• Activity
Output the records again verbatim.

• Source material
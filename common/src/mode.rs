//! Display mode state machine.
//!
//! The monitor is always in exactly one of two modes. All transitions are a pure
//! function of the current mode and an event; the drawing that accompanies a
//! transition is done by [`DashboardController`](crate::DashboardController).
//!
//! ```text
//!              ToggleTouched / InactivityExpired
//!   Dashboard ──────────────────────────────────▶ Screensaver
//!       ▲                                              │
//!       └──────────────── ToggleTouched ◀──────────────┘
//! ```

/// Top-level display mode.
#[derive(Clone, Copy, PartialEq, Eq, Default, Debug)]
#[cfg_attr(feature = "defmt", derive(defmt::Format))]
pub enum Mode {
    /// Power-flow dashboard with icons, arrows and log panel.
    #[default]
    Dashboard,
    /// Full-screen falling-glyph rain.
    Screensaver,
}

/// Inputs that can change the mode.
#[derive(Clone, Copy, PartialEq, Eq, Debug)]
#[cfg_attr(feature = "defmt", derive(defmt::Format))]
pub enum ModeEvent {
    /// The user pressed the toggle button.
    ToggleTouched,
    /// No interaction for the configured timeout.
    InactivityExpired,
}

impl Mode {
    /// Process an event and return the next mode.
    pub const fn transition(
        self,
        event: ModeEvent,
    ) -> Self {
        match (self, event) {
            (Self::Dashboard, ModeEvent::ToggleTouched | ModeEvent::InactivityExpired) => Self::Screensaver,
            (Self::Screensaver, ModeEvent::ToggleTouched) => Self::Dashboard,
            (Self::Screensaver, ModeEvent::InactivityExpired) => Self::Screensaver,
        }
    }

    /// Short name for log lines.
    pub const fn label(self) -> &'static str {
        match self {
            Self::Dashboard => "Dashboard",
            Self::Screensaver => "Screensaver",
        }
    }
}

// =============================================================================
// Unit Tests
// =============================================================================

• Solution to this exercise
filename common/src/mode.rs
//! Display mode state machine.
//!
//! The monitor is always in exactly one of two modes. All transitions are a pure
//! function of the current mode and an event; the drawing that accompanies a
//! transition is done by [`DashboardController`](crate::DashboardController).
//!
//! ```text
//!              ToggleTouched / InactivityExpired
//!   Dashboard ──────────────────────────────────▶ Screensaver
//!       ▲                                              │
//!       └──────────────── ToggleTouched ◀──────────────┘
//! ```

/// Top-level display mode.
#[derive(Clone, Copy, PartialEq, Eq, Default, Debug)]
#[cfg_attr(feature = "defmt", derive(defmt::Format))]
pub enum Mode {
    /// Power-flow dashboard with icons, arrows and log panel.
    #[default]
    Dashboard,
    /// Full-screen falling-glyph rain.
    Screensaver,
}

/// Inputs that can change the mode.
#[derive(Clone, Copy, PartialEq, Eq, Debug)]
#[cfg_attr(feature = "defmt", derive(defmt::Format))]
pub enum ModeEvent {
    /// The user pressed the toggle button.
    ToggleTouched,
    /// No interaction for the configured timeout.
    InactivityExpired,
}

impl Mode {
    /// Process an event and return the next mode.
    pub const fn transition(
        self,
        event: ModeEvent,
    ) -> Self {
        match (self, event) {
            (Self::Dashboard, ModeEvent::ToggleTouched | ModeEvent::InactivityExpired) => Self::Screensaver,
            (Self::Screensaver, ModeEvent::ToggleTouched) => Self::Dashboard,
            (Self::Screensaver, ModeEvent::InactivityExpired) => Self::Screensaver,
        }
    }

    /// Short name for log lines.
    pub const fn label(self) -> &'static str {
        match self {
            Self::Dashboard => "Dashboard",
            Self::Screensaver => "Screensaver",
        }
    }
}

// =============================================================================
// Unit Tests
// =============================================================================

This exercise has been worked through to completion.